Limber up Londoners. Flexology – the capital’s first stretch-dedicated studio has arrived. Sam went to check it out…
How much time do you spend on post-workout recovery? If you’re anything like me, the answer is not enough. I do stretch and foam roll but not nearly as much as I should do.
And I know I’m not alone. I see so many people leave before the stretch at the end group fitness classes because maybe they’re time poor – or maybe stretching just isn’t a priority.
This is where Flexology, London’s first stretch-dedicated studio, comes in. The concept is the brainchild of two Russian sisters, Alina and Anna Epeykina, who have a background in ballroom dancing. They are on a mission to educate the capital about the benefits of stretching and help ingrain it into our daily routines.
The studio is based in Canary Wharf – a smart choice because fitness is big business here – and offers one-to-one assisted stretching treatments (15 minutes, 25 minutes and 55 minutes) that can relieve anything from sore hamstrings to back ache.
So what actually is assisted stretching? Before visiting the studio, I spoke to a friend who had been to Flexology and she described it as ‘stretching for lazy people’, which on a very simplistic level sums it up nicely.

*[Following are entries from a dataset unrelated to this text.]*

//! Binary entry point: mount the app to the document body.

use drug_graph_canvas::{App, init_logging};
use leptos::prelude::*;

fn main() {
	init_logging();
	mount_to_body(App);
}
//! One-shot load cache owning the tables and everything derived from them.

use super::graph::DrugGraph;
use super::index::DrugIndex;
use super::loader::{self, LoadError};
use super::model::{Drug, Interaction};
use super::query::{self, DrugDetail};

/// Loaded tables plus the derived index and graph.
///
/// Built once per pair of sources and then read-only, so every query in a
/// session reuses the same derived state instead of re-parsing the CSVs.
/// The UI owns one of these explicitly; there is no ambient global.
#[derive(Clone, Debug)]
pub struct DrugStore {
	drugs: Vec<Drug>,
	interactions: Vec<Interaction>,
	index: DrugIndex,
	graph: DrugGraph,
}

impl DrugStore {
	/// Run loader, index builder and graph builder once over both sources.
	pub fn load(drugs_csv: &str, interactions_csv: &str) -> Result<Self, LoadError> {
		let (drugs, interactions) = loader::load(drugs_csv.as_bytes(), interactions_csv.as_bytes())?;
		let index = DrugIndex::build(&drugs);
		let graph = DrugGraph::build(&drugs, &interactions, &index);
		Ok(Self {
			drugs,
			interactions,
			index,
			graph,
		})
	}

	/// The derived graph.
	pub fn graph(&self) -> &DrugGraph {
		&self.graph
	}

	/// Names matching a search query, in table order.
	pub fn search(&self, query: &str) -> Vec<String> {
		query::search_names(query, &self.drugs)
	}

	/// Detail view for a selected name; `None` when the name is unknown.
	pub fn describe(&self, selected_name: &str) -> Option<DrugDetail> {
		query::describe(selected_name, &self.index, &self.interactions)
	}

	/// Display name for a node id, used when a canvas click selects a node.
	pub fn name_of(&self, id: &str) -> Option<&str> {
		self.index.drug(id).map(|d| d.name.as_str())
	}
}

#[cfg(test)]
mod tests {
	use super::*;

	const DRUGS: &str = "\
id,name,drug_class,targets,side_effects,summary
A1,Aspirin,NSAID,COX-1,bleeding,pain relief
W1,Warfarin,Anticoagulant,VKORC1,bleeding,thrombosis prevention
";

	const INTERACTIONS: &str = "\
source,target,type,severity,notes
A1,W1,synergistic,high,bleeding risk
";

	#[test]
	fn end_to_end_scenario() {
		let store = DrugStore::load(DRUGS, INTERACTIONS).unwrap();
		assert_eq!(store.graph().node_count(), 2);
		assert_eq!(store.graph().edge_count(), 1);

		let detail = store.describe("Aspirin").unwrap();
		assert_eq!(detail.interactions.len(), 1);
		assert_eq!(detail.interactions[0].other_name, "Warfarin");
		assert_eq!(detail.interactions[0].severity, "high");

		assert!(store.describe("Heparin").is_none());
		assert_eq!(store.search("war"), ["Warfarin"]);
		assert_eq!(store.name_of("W1"), Some("Warfarin"));
	}

	#[test]
	fn load_failure_stops_everything() {
		assert!(DrugStore::load("nope\n", INTERACTIONS).is_err());
	}

	#[test]
	fn bundled_datasets_load() {
		let store = DrugStore::load(
			include_str!("../../assets/drugs.csv"),
			include_str!("../../assets/interactions.csv"),
		)
		.unwrap();
		assert!(store.graph().node_count() > 0);
		assert!(store.graph().edge_count() > 0);
	}
}
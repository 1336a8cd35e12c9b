use leptos::either::Either;
use leptos::prelude::*;

use crate::data::DrugDetail;

/// Details panel for the selected drug, or a prompt when nothing is selected.
#[component]
pub fn Details(
	/// Resolved detail for the current selection; `None` renders the prompt.
	#[prop(into)]
	detail: Signal<Option<DrugDetail>>,
) -> impl IntoView {
	view! {
		<div class="details">
			<h2>"drug details"</h2>
			{move || match detail.get() {
				None => Either::Left(view! {
					<p class="prompt">"select a drug from the sidebar to see details."</p>
				}),
				Some(detail) => {
					let drug = detail.drug;
					let interactions = detail.interactions;
					Either::Right(view! {
						<h3>{drug.name}</h3>
						<p><b>"class: "</b>{drug.drug_class}</p>
						<p><b>"targets: "</b>{drug.targets}</p>
						<p><b>"common side effects: "</b>{drug.side_effects}</p>
						<p><b>"summary: "</b>{drug.summary}</p>
						{if interactions.is_empty() {
							Either::Left(view! {
								<p>"no recorded interactions in dataset."</p>
							})
						} else {
							Either::Right(view! {
								<p>"known interactions:"</p>
								<ul>
									{interactions
										.into_iter()
										.map(|entry| {
											view! {
												<li>
													<b>{entry.other_name}</b>
													" — "
													{entry.kind}
													" / severity: "
													{entry.severity}
													" — "
													{entry.notes}
												</li>
											}
										})
										.collect_view()}
								</ul>
							})
						}}
					})
				}
			}}
		</div>
	}
}
//! Top-level pages.

pub mod home;
pub mod not_found;
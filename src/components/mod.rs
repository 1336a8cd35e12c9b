//! UI components.

pub mod details;
pub mod force_graph;
pub mod sidebar;
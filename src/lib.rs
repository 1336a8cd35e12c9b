//! Leptos client-side app wiring and routes.

use leptos::prelude::*;
use leptos_meta::*;
use leptos_router::components::*;
use leptos_router::path;
use log::{Level, info};

// Modules
mod components;
pub mod data;
mod pages;

// Top-Level pages
use crate::pages::home::Home;
use crate::pages::not_found::NotFound;

/// Initialize logging and panic hooks for the WASM target.
pub fn init_logging() {
	let _ = console_log::init_with_level(Level::Debug);
	console_error_panic_hook::set_once();
	info!("Logging initialized");
}

/// An app router which renders the drug graph and handles 404's
#[component]
pub fn App() -> impl IntoView {
	// Provides context that manages stylesheets, titles, meta tags, etc.
	provide_meta_context();

	view! {
		<Html attr:lang="en" attr:dir="ltr" attr:data-theme="dark" />

		// sets the document title
		<Title text="mini drug-graph" />

		// injects metadata in the <head> of the page
		<Meta charset="UTF-8" />
		<Meta name="viewport" content="width=device-width, initial-scale=1.0" />

		<Router>
			<Routes fallback=|| view! { <NotFound /> }>
				<Route path=path!("/") view=Home />
			</Routes>
		</Router>
	}
}
//! Canvas-based force-directed graph renderer.

mod component;
mod render;
mod state;
mod types;

pub use component::ForceGraphCanvas;
pub use types::{GraphData, GraphLink, GraphNode};
//! Row records for the two source tables.

use serde::Deserialize;

/// One medication row from the drugs table.
///
/// Every field is a plain string and defaults to `""` when the source cell is
/// missing, so downstream formatting never has to null-check.
#[derive(Clone, Debug, Default, PartialEq, Eq, Deserialize)]
pub struct Drug {
	/// Unique key within the drugs table.
	#[serde(default)]
	pub id: String,
	/// Display name, also the key for case-insensitive selection.
	#[serde(default)]
	pub name: String,
	/// Therapeutic class, e.g. "NSAID".
	#[serde(default)]
	pub drug_class: String,
	/// Freeform molecular targets.
	#[serde(default)]
	pub targets: String,
	/// Freeform common side effects.
	#[serde(default)]
	pub side_effects: String,
	/// Freeform primary-use summary.
	#[serde(default)]
	pub summary: String,
}

/// One row from the interactions table, endpoints given as drug ids.
#[derive(Clone, Debug, Default, PartialEq, Eq, Deserialize)]
pub struct Interaction {
	/// Id of one endpoint drug.
	#[serde(default)]
	pub source: String,
	/// Id of the other endpoint drug.
	#[serde(default)]
	pub target: String,
	/// Interaction mechanism, e.g. "pharmacokinetic".
	#[serde(default, rename = "type")]
	pub kind: String,
	/// Freeform severity grade.
	#[serde(default)]
	pub severity: String,
	/// Freeform clinical notes.
	#[serde(default)]
	pub notes: String,
}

But it’s not just about convenience. The specially-trained therapists are able to guide your body into deeper stretches that you wouldn’t be able to achieve on your own. This stimulates the nervous system and connective tissue and, unlike a regular massage, brings about permanent change in muscle length.

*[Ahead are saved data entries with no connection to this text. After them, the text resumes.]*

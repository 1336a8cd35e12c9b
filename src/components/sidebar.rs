use leptos::prelude::*;

/// Whether the current selection is still one of the dropdown's options.
fn selection_still_listed(selected: Option<&str>, names: &[String]) -> bool {
	selected.is_none_or(|name| names.iter().any(|n| n == name))
}

/// Search box plus drug dropdown.
///
/// The dropdown is repopulated from `names` as the query narrows; choosing the
/// leading "-- none --" entry clears the selection, and a selection that the
/// query filters out of the options resets to none so the dropdown and the
/// details panel never disagree.
#[component]
pub fn Sidebar(
	/// Live search text.
	query: RwSignal<String>,
	/// Currently selected drug name, if any.
	selected: RwSignal<Option<String>>,
	/// Names matching the current query, in dataset order.
	#[prop(into)] names: Signal<Vec<String>>,
) -> impl IntoView {
	Effect::new(move |_| {
		let current = selected.get();
		if !selection_still_listed(current.as_deref(), &names.get()) {
			selected.set(None);
		}
	});

	view! {
		<div class="sidebar">
			<h2>"search / select drug"</h2>
			<input
				type="text"
				placeholder="search by name"
				prop:value=move || query.get()
				on:input=move |ev| query.set(event_target_value(&ev))
			/>
			<select on:change=move |ev| {
				let value = event_target_value(&ev);
				selected.set(if value.is_empty() { None } else { Some(value) });
			}>
				<option value="">"-- none --"</option>
				{move || {
					let current = selected.get();
					names
						.get()
						.into_iter()
						.map(|name| {
							let is_current = current.as_deref() == Some(name.as_str());
							view! {
								<option value=name.clone() selected=is_current>
									{name.clone()}
								</option>
							}
						})
						.collect_view()
				}}
			</select>
			<hr />
			<p class="data-source">"data source: bundled CSVs"</p>
		</div>
	}
}

#[cfg(test)]
mod tests {
	use super::*;

	fn names(list: &[&str]) -> Vec<String> {
		list.iter().map(|n| n.to_string()).collect()
	}

	#[test]
	fn no_selection_is_always_listed() {
		assert!(selection_still_listed(None, &names(&["Aspirin"])));
		assert!(selection_still_listed(None, &[]));
	}

	#[test]
	fn surviving_selection_stays() {
		assert!(selection_still_listed(
			Some("Warfarin"),
			&names(&["Aspirin", "Warfarin"])
		));
	}

	#[test]
	fn filtered_out_selection_resets() {
		// narrowing a query to "asp" drops Warfarin from the options, so the
		// stale selection must not survive
		assert!(!selection_still_listed(
			Some("Warfarin"),
			&names(&["Aspirin"])
		));
	}
}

When I arrived at the studio Laura, my therapist, started by asking me what areas of my body I wanted to focus on. “Everything”, I replied. Clearly, there wasn’t going to be time to relieve all of my aches and pains so we agreed to give my tight shoulders and sore hips some much-needed attention.
The studio has a hospital-like feel but the dusky pink walls and indoor plants create a calming environment in which to be pushed and pulled. After a quick functional movement test to assess the range of motion in my shoulders and hip (a few squats and the ‘back scratch’ test), Laura got to work and started manipulating my body.
The treatment was much less traumatic than getting a sports massage and was not painful at all because you are only pushed to your maximum range of movement.
At the end of the session, we tested my functionality again and I was quite astonished at the change: I was now pinging back up out of my squat and had much more freedom in my shoulders.
This isn’t just stretching, it’s (as fluffy and indulgent as it may sound) crucial self-care that your body will massively thank you for.